BIT-CHINA-PARTS-KILLER-2.jpg
BIT-CHINA-PARTS-KILLER-3.jpg
BIT-CHINA-PARTS-KILLER-4.jpg
Fig.2 The successful sequencing results of 4 mutations: B0031+mazF; B0034+mazF; B0031+hokD; B0034+hokD


By using the above methods that we used to verify the function of the toxin gene, we also tested OD600 to get the growth curve to show the lethal efficiency of MazF and HokD under different RBS. Compare with the negative control (pSB1C3 empty vector) and the positive control (B0032 circuits, the above two circuits), the experimental groups showed obvious difference. For MazF, the strong RBS B0034 was proved to have highest lethal efficiency. For HokD, the weak RBS B0031 was proved to have the lowest lethal efficiency.
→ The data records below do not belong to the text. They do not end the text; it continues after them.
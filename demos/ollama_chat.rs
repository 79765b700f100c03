use std::io::{self, BufRead, Write};
use std::time::Duration;

use mini_chat_agent::prelude::*;

/// Line-based chat against a local Ollama. Configuration is read from
/// `mini-chat.toml` when present, with `MINI_CHAT_*` environment overrides.
#[tokio::main]
async fn main() -> anyhow::Result<()> {
    mini_chat_agent::logging::init();

    let config = AppConfig::from_env_or_file("mini-chat.toml")?;
    let agent = Agent::from_config(&config)?;
    println!("chatting with {} ({}), empty line to quit", agent.name, config.backend.model());

    let stdin = io::stdin();
    loop {
        print!("> ");
        io::stdout().flush()?;
        let mut line = String::new();
        if stdin.lock().read_line(&mut line)? == 0 || line.trim().is_empty() {
            break;
        }

        let mut attempts = 0;
        loop {
            match agent.chat(&line).await {
                Ok(reply) => {
                    println!("{reply}");
                    break;
                }
                // the agent never retries on its own
                Err(e) if e.is_retryable() && attempts < 2 => {
                    attempts += 1;
                    eprintln!("retrying after error: {e}");
                    tokio::time::sleep(Duration::from_secs(1)).await;
                }
                Err(e) => {
                    eprintln!("error: {e}");
                    break;
                }
            }
        }
        println!("[history: {} turns]", agent.history().await.len());
    }
    Ok(())
}
//! Tool-call directives embedded in completion text.
//!
//! The model asks for tools by answering with
//! `{"tool_calls":[{"name":"weather","input":"NYC"}]}`, either as the whole
//! reply or somewhere inside it.

use serde::{Serialize, Deserialize};
use serde_json::Value;

/// A single tool call requested by the model.
#[derive(Debug, Serialize, Deserialize, Clone, PartialEq, Eq)]
pub struct CallInfo {
    pub name: String,
    #[serde(default)]
    pub input: String,
}

/// The format the model is instructed to use, as shown in the system prompt.
/// Literal: prompt bytes must not depend on serde_json key ordering.
pub const DIRECTIVE_EXAMPLE: &str = r#"{"tool_calls":[{"name":"tool_name","input":"tool input"}]}"#;

/// Extract the tool calls from a completion, or `None` for a plain text reply.
pub fn parse(generation: &str) -> Option<Vec<CallInfo>> {
    let parsed = serde_json::from_str::<Value>(generation.trim()).ok().or_else(|| {
        let start = generation.find('{')?;
        let end = generation.rfind('}')?;
        if end <= start {
            return None;
        }
        serde_json::from_str::<Value>(&generation[start..=end]).ok()
    })?;

    let calls: Vec<CallInfo> = parsed
        .get("tool_calls")?
        .as_array()?
        .iter()
        .filter_map(|entry| {
            let obj = entry.as_object()?;
            let name = obj.get("name")?.as_str()?.to_string();
            let input = match obj.get("input").or_else(|| obj.get("args")) {
                Some(Value::String(s)) => s.clone(),
                Some(Value::Null) | None => String::new(),
                Some(other) => other.to_string(),
            };
            Some(CallInfo { name, input })
        })
        .collect();

    if calls.is_empty() { None } else { Some(calls) }
}

#[cfg(test)]
mod tests {
    use super::*;

    fn call(name: &str, input: &str) -> CallInfo {
        CallInfo { name: name.into(), input: input.into() }
    }

    #[test]
    fn plain_text_is_not_a_directive() {
        assert_eq!(parse("It is sunny today."), None);
        assert_eq!(parse("use {braces} freely"), None);
        assert_eq!(parse(r#"{"tool_calls": []}"#), None);
        assert_eq!(parse(r#"{"answer": 42}"#), None);
    }

    #[test]
    fn whole_reply_directive() {
        let calls = parse(r#"{"tool_calls":[{"name":"weather","input":"NYC"}]}"#);
        assert_eq!(calls, Some(vec![call("weather", "NYC")]));
    }

    #[test]
    fn directive_surrounded_by_prose() {
        let text = "Let me check.\n{\"tool_calls\": [{\"name\": \"weather\", \"input\": \"Paris\"}]}\nOne moment.";
        assert_eq!(parse(text), Some(vec![call("weather", "Paris")]));
    }

    #[test]
    fn args_object_becomes_compact_json_input() {
        let text = r#"{"tool_calls":[{"name":"calc","args":{"a":1,"b":2}},{"name":"ping"},{"input":"orphan"}]}"#;
        assert_eq!(parse(text), Some(vec![call("calc", r#"{"a":1,"b":2}"#), call("ping", "")]));
    }

    #[test]
    fn example_round_trips_through_parser() {
        assert_eq!(parse(DIRECTIVE_EXAMPLE), Some(vec![call("tool_name", "tool input")]));
    }
}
Fig.3 For the toxin protein MazF, we concluded that the influence of strong RBS is more evident.


Fig.4 For the toxin protein HokD, the replacement of RBS will influence the expression of HokD. The weaker RBS B0031 leads to lower expression of toxin protein HokD.


All results showed both the toxin genes can be well-regulated by different RBS, thus the toxin proteins can be widely used in various situations according to different requirements. Meanwhile, arabinose can be the sensible killer switch to induce araC+PBAD promoter.